To beat the competitors, she says, she made sure to get involved – and stay involved – in her community, hiring local people to work in her shops and featuring community messages on her bulletin board.
According to the research firm NPD Crest, a leading global information company in Purchase, NY, U.S. consumers cut back on restaurant visits at lunch and dinnertime last year, but increased their visits at breakfast. It was the fourth straight year of that trend.

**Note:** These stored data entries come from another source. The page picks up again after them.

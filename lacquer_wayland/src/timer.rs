// Copyright 2026 the Lacquer Authors
// SPDX-License-Identifier: Apache-2.0 OR MIT

//! Monotonic clock reads and the frame rate limiter.
//!
//! [`FrameTimer`] brackets one loop iteration. When an iteration finishes
//! early it sleeps off the remainder of the frame budget, then feeds the
//! measured duration (sleep overshoot included) into
//! [`FrameStats`](lacquer_core::stats::FrameStats). Time spent on the
//! statistics themselves is carried into the next sample.

use std::time::Duration;

use lacquer_core::stats::FrameStats;
use rustix::time::{ClockId, Timespec, clock_gettime};

const NANOS_PER_SECOND: u128 = 1_000_000_000;

/// Monotonic time in nanoseconds.
#[derive(Clone, Copy, Debug, PartialEq, Eq, PartialOrd, Ord, Hash, Default)]
pub struct Instant(pub u64);

impl Instant {
    /// Seconds elapsed from `earlier` to `self`, or zero if `earlier` is later.
    #[must_use]
    pub fn seconds_since(self, earlier: Self) -> f64 {
        self.0.saturating_sub(earlier.0) as f64 / 1e9
    }
}

/// Returns the current `CLOCK_MONOTONIC` time.
#[must_use]
pub fn now() -> Instant {
    timespec_to_instant(clock_gettime(ClockId::Monotonic))
}

fn timespec_to_instant(timespec: Timespec) -> Instant {
    let seconds = u64::try_from(timespec.tv_sec).unwrap_or(0);
    let nanos = u64::try_from(timespec.tv_nsec)
        .unwrap_or(0)
        .min(999_999_999);

    let ticks_u128 = u128::from(seconds)
        .saturating_mul(NANOS_PER_SECOND)
        .saturating_add(u128::from(nanos));
    Instant(u64::try_from(ticks_u128).unwrap_or(u64::MAX))
}

/// Measures, smooths, and rate-limits loop iterations.
#[derive(Clone, Debug)]
pub struct FrameTimer {
    stats: FrameStats,
    start: Instant,
    carried: f64,
}

impl FrameTimer {
    /// A timer limiting to `max_fps` frames per second, or unlimited if zero.
    #[must_use]
    pub fn new(max_fps: u32) -> Self {
        Self {
            stats: FrameStats::new(max_fps),
            start: now(),
            carried: 0.0,
        }
    }

    /// Smoothed frame duration in seconds.
    #[must_use]
    pub fn delta_time(&self) -> f64 {
        self.stats.delta_time()
    }

    /// Smoothed frames per second.
    #[must_use]
    pub fn fps(&self) -> u32 {
        self.stats.fps()
    }

    /// Configured frame rate cap.
    #[must_use]
    pub fn max_fps(&self) -> u32 {
        self.stats.max_fps()
    }

    /// Marks the start of an iteration.
    pub fn start_frame(&mut self) {
        self.start = now();
    }

    /// Marks the end of an iteration, sleeping if it finished early.
    pub fn end_frame(&mut self) {
        let mut raw = now().seconds_since(self.start) + self.carried;

        if let Some(budget) = self.stats.frame_budget()
            && raw < budget
        {
            let before = now();
            std::thread::sleep(Duration::from_secs_f64(budget - raw));
            raw += now().seconds_since(before);
        }

        let calc_start = now();
        self.stats.record(raw);
        self.carried = now().seconds_since(calc_start);
    }
}

#[cfg(test)]
mod tests {
    use super::{FrameTimer, Instant, now, timespec_to_instant};
    use rustix::time::Timespec;

    #[test]
    fn now_is_monotonic_non_decreasing() {
        let first = now();
        let second = now();
        assert!(second >= first, "monotonic clock should not go backwards");
    }

    #[test]
    fn timespec_conversion_builds_nanoseconds() {
        let input = Timespec {
            tv_sec: 12,
            tv_nsec: 345_678_901,
        };
        assert_eq!(
            timespec_to_instant(input),
            Instant(12 * 1_000_000_000 + 345_678_901)
        );
    }

    #[test]
    fn timespec_conversion_saturates_on_large_values() {
        let input = Timespec {
            tv_sec: i64::MAX,
            tv_nsec: 999_999_999,
        };
        assert_eq!(timespec_to_instant(input), Instant(u64::MAX));
    }

    #[test]
    fn seconds_since_clamps_negative_spans() {
        assert_eq!(Instant(5).seconds_since(Instant(10)), 0.0);
        assert_eq!(Instant(1_500_000_000).seconds_since(Instant(500_000_000)), 1.0);
    }

    #[test]
    fn fast_frames_are_stretched_to_the_budget() {
        let mut timer = FrameTimer::new(50);
        let before = now();
        timer.start_frame();
        timer.end_frame();
        let elapsed = now().seconds_since(before);
        // 20 ms budget; allow for coarse timers.
        assert!(elapsed >= 0.018, "slept only {elapsed}s");
        assert!(timer.delta_time() >= 0.018, "recorded {}", timer.delta_time());
        assert!(timer.fps() <= 55, "fps {}", timer.fps());
    }

    #[test]
    fn unlimited_timer_does_not_sleep() {
        let mut timer = FrameTimer::new(0);
        let before = now();
        timer.start_frame();
        timer.end_frame();
        assert!(now().seconds_since(before) < 0.5);
        assert_eq!(timer.max_fps(), 0);
    }
}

There was a gain of three percent to over 12.5 billion for breakfast visits last year in the U.S. Fast food, which accounts for about 80 percent of total revenue for morning meals, showed the strongest increase at four percent.
After Dunkin’ Brands’ third quarter earnings report delivered a two percent increase in comparable store sales and year-over-year revenue growth of 3.4 percent, media reports cited pressure from strong competition in the breakfast and coffee environment as a chief cause of the brand’s failure to meet Wall Street’s expectations.

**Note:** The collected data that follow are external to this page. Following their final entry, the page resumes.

// Copyright 2026 the Lacquer Authors
// SPDX-License-Identifier: Apache-2.0 OR MIT

//! Layer-shell overlay surfaces.
//!
//! A surface is unconfigured until the compositor's first configure event
//! arrives; no buffer may be attached before that. Creation therefore ends
//! with a round-trip performed by the context. Configure events are acked
//! here and queued as [`Event::LayerSurfaceConfigure`] so the run loop can
//! resize the backend's render target.

use lacquer_core::error::{Error, ErrorKind};
use lacquer_core::event::Event;
use lacquer_core::geometry::{Extent, Rect};
use lacquer_core::id::{OutputId, SurfaceId};
use lacquer_core::render::FramePacer;
use wayland_client::protocol::wl_callback::{self, WlCallback};
use wayland_client::protocol::wl_compositor::WlCompositor;
use wayland_client::protocol::wl_surface::WlSurface;
use wayland_client::{Connection, Dispatch, Proxy, QueueHandle};
use wayland_protocols::wp::fractional_scale::v1::client::wp_fractional_scale_v1::{
    self, WpFractionalScaleV1,
};
use wayland_protocols::wp::viewporter::client::wp_viewport::WpViewport;
use wayland_protocols_wlr::layer_shell::v1::client::zwlr_layer_surface_v1::{
    self, KeyboardInteractivity, ZwlrLayerSurfaceV1,
};

use crate::backend::RenderTarget;
use crate::config::{Layer, SurfaceOptions};
use crate::context::State;
use crate::timer::Instant;

/// Denominator of the fractional-scale protocol's preferred scale.
const FRACTIONAL_DENOMINATOR: f64 = 120.0;

/// An overlay surface pinned to a shell layer.
#[derive(Debug)]
pub struct LayerSurface {
    pub(crate) wl: WlSurface,
    shell: ZwlrLayerSurfaceV1,
    layer: Layer,
    output: Option<OutputId>,
    pub(crate) viewport: Option<WpViewport>,
    fractional: Option<WpFractionalScaleV1>,
    size: Extent,
    scale: f64,
    configured: bool,
    closed: bool,
    pointer_interaction: bool,
    pub(crate) pacer: FramePacer,
    pub(crate) last_frame: Option<Instant>,
    pub(crate) target: Option<RenderTarget>,
}

impl LayerSurface {
    /// Output the surface was created for, if any.
    #[must_use]
    pub fn output(&self) -> Option<OutputId> {
        self.output
    }

    /// Shell layer.
    #[must_use]
    pub fn layer(&self) -> Layer {
        self.layer
    }

    /// Negotiated size in logical units.
    #[must_use]
    pub fn size(&self) -> Extent {
        self.size
    }

    /// Preferred fractional scale, `1.0` unless negotiated.
    #[must_use]
    pub fn scale(&self) -> f64 {
        self.scale
    }

    /// Size of the backing buffer in pixels.
    ///
    /// With a viewport the buffer is rendered at the fractional scale and
    /// sampled back to the logical size; without one it is the logical size.
    #[must_use]
    pub fn buffer_extent(&self) -> Extent {
        if self.viewport.is_none() {
            return self.size;
        }
        Extent {
            width: scaled(self.size.width, self.scale),
            height: scaled(self.size.height, self.scale),
        }
    }

    /// Whether the first configure event was received.
    #[must_use]
    pub fn is_configured(&self) -> bool {
        self.configured
    }

    /// Whether the compositor closed the surface.
    #[must_use]
    pub fn is_closed(&self) -> bool {
        self.closed
    }

    /// Whether no frame callback is outstanding.
    #[must_use]
    pub fn is_ready(&self) -> bool {
        self.pacer.is_ready()
    }

    /// Whether input reaches this surface.
    #[must_use]
    pub fn pointer_interaction(&self) -> bool {
        self.pointer_interaction
    }

    /// Routes pointer input to the surface, or lets it pass through.
    pub(crate) fn set_pointer_interaction(
        &mut self,
        enable: bool,
        compositor: &WlCompositor,
        qh: &QueueHandle<State>,
    ) {
        self.pointer_interaction = enable;
        if enable {
            self.wl.set_input_region(None);
        } else {
            self.set_input_rects(&[], compositor, qh);
        }
        self.wl.commit();
    }

    /// Installs `rects` (surface-local) as the input region.
    pub(crate) fn set_input_rects(
        &mut self,
        rects: &[Rect],
        compositor: &WlCompositor,
        qh: &QueueHandle<State>,
    ) {
        let region = compositor.create_region(qh, ());
        for rect in rects {
            region.add(rect.x, rect.y, rect.w, rect.h);
        }
        self.wl.set_input_region(Some(&region));
        region.destroy();
    }

    pub(crate) fn set_keyboard_interaction(&self, enable: bool) {
        self.shell.set_keyboard_interactivity(if enable {
            KeyboardInteractivity::Exclusive
        } else {
            KeyboardInteractivity::None
        });
        self.wl.commit();
    }
}

#[expect(
    clippy::cast_possible_truncation,
    reason = "scaled surface sizes stay far below u32::MAX"
)]
fn scaled(length: u32, scale: f64) -> u32 {
    (f64::from(length) * scale).round().max(1.0) as u32
}

impl Drop for LayerSurface {
    fn drop(&mut self) {
        drop(self.target.take());
        self.shell.destroy();
        if let Some(viewport) = self.viewport.take() {
            viewport.destroy();
        }
        if let Some(fractional) = self.fractional.take() {
            fractional.destroy();
        }
        self.wl.destroy();
    }
}

/// Creates a layer surface and commits its initial state.
///
/// The caller must round-trip before attaching a buffer. The surface is
/// removed again, releasing everything created so far, if any protocol
/// object could not be created.
pub(crate) fn create(
    state: &mut State,
    output: Option<OutputId>,
    options: &SurfaceOptions,
    qh: &QueueHandle<State>,
) -> Result<SurfaceId, Error> {
    let wl_output = match output {
        Some(id) => Some(
            state
                .outputs
                .get(id)
                .ok_or(ErrorKind::INVALID_HANDLE)?
                .wl
                .clone(),
        ),
        None => None,
    };
    let fractional_manager = match (options.fractional_scale, &state.globals.fractional_scale) {
        (false, _) => None,
        (true, Some(manager)) => Some(manager.clone()),
        (true, None) => return Err(ErrorKind::NO_FRACTIONAL_SCALE.into()),
    };
    let viewporter = match (options.viewport, &state.globals.viewporter) {
        (false, _) => None,
        (true, Some(viewporter)) => Some(viewporter.clone()),
        (true, None) => return Err(ErrorKind::NO_VIEWPORTER.into()),
    };

    let compositor = state.globals.compositor.clone();
    let layer_shell = state.globals.layer_shell.clone();
    let id = state.surfaces.insert_with(|id| {
        let wl = compositor.create_surface(qh, id);
        let shell = layer_shell.get_layer_surface(
            &wl,
            wl_output.as_ref(),
            options.layer.to_protocol(),
            options.namespace.clone(),
            qh,
            id,
        );
        shell.set_anchor(options.anchor.to_protocol());
        shell.set_size(options.width, options.height);
        shell.set_exclusive_zone(options.exclusive_zone);
        let fractional = fractional_manager.map(|m| m.get_fractional_scale(&wl, qh, id));
        let viewport = viewporter.map(|v| v.get_viewport(&wl, qh, ()));
        LayerSurface {
            wl,
            shell,
            layer: options.layer,
            output,
            viewport,
            fractional,
            size: Extent::default(),
            scale: 1.0,
            configured: false,
            closed: false,
            pointer_interaction: true,
            pacer: FramePacer::new(),
            last_frame: None,
            target: None,
        }
    });

    let failure = state.surfaces.get_mut(id).and_then(|surface| {
        surface.shell.set_keyboard_interactivity(if options.keyboard_interaction {
            KeyboardInteractivity::Exclusive
        } else {
            KeyboardInteractivity::None
        });
        if !options.pointer_interaction {
            surface.pointer_interaction = false;
            surface.set_input_rects(&[], &compositor, qh);
        }
        surface.wl.commit();

        if !surface.wl.is_alive() {
            Some(ErrorKind::SURFACE_INIT)
        } else if !surface.shell.is_alive() {
            Some(ErrorKind::LAYER_SURFACE_INIT)
        } else if surface.fractional.as_ref().is_some_and(|f| !f.is_alive()) {
            Some(ErrorKind::FRACTIONAL_SCALE_INIT)
        } else if surface.viewport.as_ref().is_some_and(|v| !v.is_alive()) {
            Some(ErrorKind::VIEWPORT_INIT)
        } else {
            None
        }
    });
    if let Some(kind) = failure {
        state.surfaces.remove(id);
        tracing::warn!(?output, err = %Error::from(kind), "layer surface creation failed");
        return Err(kind.into());
    }
    tracing::debug!(?id, ?output, layer = ?options.layer, "layer surface created");
    Ok(id)
}

impl Dispatch<ZwlrLayerSurfaceV1, SurfaceId> for State {
    fn event(
        state: &mut Self,
        proxy: &ZwlrLayerSurfaceV1,
        event: zwlr_layer_surface_v1::Event,
        id: &SurfaceId,
        _conn: &Connection,
        _qh: &QueueHandle<Self>,
    ) {
        let Some(surface) = state.surfaces.get_mut(*id) else {
            return;
        };
        match event {
            zwlr_layer_surface_v1::Event::Configure {
                serial,
                width,
                height,
            } => {
                proxy.ack_configure(serial);
                surface.size = Extent { width, height };
                surface.configured = true;
                state.events.push(Event::LayerSurfaceConfigure {
                    output: surface.output,
                    surface: *id,
                    width,
                    height,
                });
            }
            zwlr_layer_surface_v1::Event::Closed => {
                tracing::warn!(?id, "layer surface closed by the compositor");
                surface.closed = true;
            }
            _ => {}
        }
    }
}

impl Dispatch<WpFractionalScaleV1, SurfaceId> for State {
    fn event(
        state: &mut Self,
        _proxy: &WpFractionalScaleV1,
        event: wp_fractional_scale_v1::Event,
        id: &SurfaceId,
        _conn: &Connection,
        _qh: &QueueHandle<Self>,
    ) {
        let wp_fractional_scale_v1::Event::PreferredScale { scale } = event else {
            return;
        };
        let Some(surface) = state.surfaces.get_mut(*id) else {
            return;
        };
        surface.scale = f64::from(scale) / FRACTIONAL_DENOMINATOR;
        tracing::debug!(?id, scale = surface.scale, "preferred scale");
        if surface.configured {
            state.events.push(Event::LayerSurfaceConfigure {
                output: surface.output,
                surface: *id,
                width: surface.size.width,
                height: surface.size.height,
            });
        }
    }
}

impl Dispatch<WlCallback, SurfaceId> for State {
    fn event(
        state: &mut Self,
        _proxy: &WlCallback,
        event: wl_callback::Event,
        id: &SurfaceId,
        _conn: &Connection,
        _qh: &QueueHandle<Self>,
    ) {
        let wl_callback::Event::Done { .. } = event else {
            return;
        };
        if let Some(surface) = state.surfaces.get_mut(*id)
            && surface.pacer.frame_done()
        {
            state.deferred.push(*id);
        }
    }
}

#[cfg(test)]
mod tests {
    use super::{FRACTIONAL_DENOMINATOR, scaled};

    #[test]
    fn scaled_lengths_round_and_never_vanish() {
        assert_eq!(scaled(1920, 1.0), 1920);
        assert_eq!(scaled(1920, 180.0 / FRACTIONAL_DENOMINATOR), 2880);
        assert_eq!(scaled(1001, 1.25), 1251);
        assert_eq!(scaled(0, 2.0), 1);
    }
}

Bloomberg Businessweek wrote, “The only coffee and doughnut company that is having a solid year on Wall Street is Canada-based Tim Hortons – and that’s mainly because Burger King has agreed to buy it,”
Franchisees see competition for breakfast dollars wherever they look.
“Taco Bell is doing a good job with breakfast. Of course Denny’s has always had breakfast too,” says Anczerewicz, “Just look at the economy… people aren’t spending money. Fast food is what people can afford, so, everyone’s trying to grab that business. Plus, people are on the go. They want things quick, and they want quality. You have to give quality. I feel a lot of chains are going to look at breakfast. It’s the best area; it’s the most profitable.”
And of course, “coffee is universal and can be had at any time of day or night,” says Gordon. “It’s true that coffee companies and fast food restaurants do compete in the [4:00 a.m. to noon] daypart known as breakfast – McDonald’s, Burger King, Wendy’s, Taco Bell, Tim Hortons, Peete’s Coffee, and Tea Leafe – but the value of this market share extends beyond breakfast.”
Gordon says that leveraging affordable breakfast, sandwiches and snacks in addition to beverages, helps franchisees generate sales during traditionally quiet periods. “Breakfast enables a stronger 10:00 a.m. to 11:00 a.m. hour which builds up the lunch crowd—breakfast consumption has been rising, and is very well reported. In the restaurant space it’s the only daypart that is growing. Lunch and dinner are down. The reason is that there has been emphasis on breakfast. Breakfast also enables a more robust overnight presence—from about 2:00 a.m. to 3:00 a.m. people start to desire breakfast food. Overnight food offering becomes viable. Utilizing your asset again.” The goal, Gordon says, is to satisfy those customers so they return over and over again.
Chuck Fries, an east coast transplant who works as an engineer in Chandler, AZ, has become a Dunkin’ regular now that the brand has established itself in Arizona. Fries likes the options on the DD Smart Menu. “My family and I moved here from the Northeast for a healthier life-style. It’s nice to know that Dunkin’ Donuts is here too, and that healthy food options for breakfast and other meals is a priority for them as well.”